The Open Payments Expansion Act builds on Grassley’s 2020 investigative report, which found opioid and medical device manufacturers paid $65 million to tax-exempt entities that drove up sales and downplayed risks of addiction.

“Transparency brings accountability. It’s unacceptable that pharmaceutical donors can manipulate well-meaning groups into Trojan horses for dishonest marketing. Our bipartisan bill requires opioid manufacturers to come clean by disclosing their payments to these nonprofit organizations, said Grassley.

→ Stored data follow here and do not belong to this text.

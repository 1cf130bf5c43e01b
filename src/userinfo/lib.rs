//! # Userinfo Architecture
//!
//! Userinfo is a **UI-agnostic record manager**: a form that adds and edits user
//! records (name, age, email, phone), a validator that guards the form, and a
//! searchable table over the stored records. The terminal client shipped in the
//! binary is one way to drive it, nothing more.
//!
//! ## Layers
//!
//! ```text
//! ┌─────────────────────────────────────────────────────────────┐
//! │  CLI Layer (cli/, wired by main.rs)                         │
//! │  - Reads intent lines, renders the view, handles terminal   │
//! │  - The ONLY place that knows about stdout/stderr/exit codes │
//! └─────────────────────────────────────────────────────────────┘
//!                              │
//!                              ▼
//! ┌─────────────────────────────────────────────────────────────┐
//! │  Session Layer (session.rs, form.rs)                        │
//! │  - Applies one Intent at a time                             │
//! │  - Owns the form state machine and the search box           │
//! │  - Produces serializable View snapshots                     │
//! └─────────────────────────────────────────────────────────────┘
//!                              │
//!                              ▼
//! ┌─────────────────────────────────────────────────────────────┐
//! │  API Layer (api.rs)                                         │
//! │  - Thin facade over commands                                │
//! │  - Normalizes inputs (display indexes → RecordIds)          │
//! └─────────────────────────────────────────────────────────────┘
//!                              │
//!                              ▼
//! ┌─────────────────────────────────────────────────────────────┐
//! │  Command Layer (commands/*.rs)                              │
//! │  - add / update / delete / list logic                       │
//! │  - Refuses records that fail validation                     │
//! └─────────────────────────────────────────────────────────────┘
//!                              │
//!                              ▼
//! ┌─────────────────────────────────────────────────────────────┐
//! │  Storage Layer (store/)                                     │
//! │  - DataStore trait, InMemoryStore                           │
//! └─────────────────────────────────────────────────────────────┘
//! ```
//!
//! ## Identity
//!
//! Records are keyed by an immutable [`model::RecordId`] handed out by the store.
//! Users see a 1-based display index (the row number in the full list); the API
//! resolves it to an id before anything is mutated. See [`index`].
//!
//! ## Key Principle: No I/O Assumptions in Core
//!
//! Everything in this library takes Rust values and returns Rust values. Nothing
//! here writes to stdout or stderr, calls `std::process::exit`, or assumes a
//! terminal. Diagnostics go through the `log` facade only.
//!
//! ## Module Overview
//!
//! - [`session`]: Top-level UI state and the `Intent` reducer
//! - [`form`]: Create/edit form state machine
//! - [`api`]: The API facade
//! - [`commands`]: Business logic for each operation
//! - [`store`]: Storage abstraction and the in-memory store
//! - [`validation`]: Per-field validation schema
//! - [`search`]: Case-insensitive, OR-across-fields table filter
//! - [`index`]: Display indexing
//! - [`model`]: Core data types (`Record`, `Entry`, `Field`, `RecordId`)
//! - [`config`]: Client configuration
//! - [`error`]: Error types

pub mod api;
pub mod commands;
pub mod config;
pub mod error;
pub mod form;
pub mod index;
pub mod model;
pub mod search;
pub mod session;
pub mod store;
pub mod validation;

“One of the many ways that Big Pharma fueled the opioid crisis was through secretly funneling money to nonprofit advocacy groups – and then those groups at times promoted the use of opioids, despite the increasingly clear risks of addiction,” said Hassan. “At the very least, the American people deserve to know when Big Pharma tries to wield its influence through others. Passing our bipartisan bill would significantly improve transparency, and I urge our colleagues on both sides of the aisle to support it.”

Click HERE to view text of the legislation.

Background:

As then-Chairman and Ranking Member of the Senate Finance Committee, respectively, Grassley and Sen. Ron Wyden (D-Ore.) recommended expanding Centers for Medicare & Medicaid Services’ Open Payments database after exposing a decades-long trend of massive payments from opioid manufacturers to nonprofit advocacy organizations.

In 2015, Grassley led legislation to require drug and medical device companies to disclose payments to nurse practitioners, physician assistants and other health care professionals. That measure was added in the 2018 SUPPORT for Patients and Communities Act.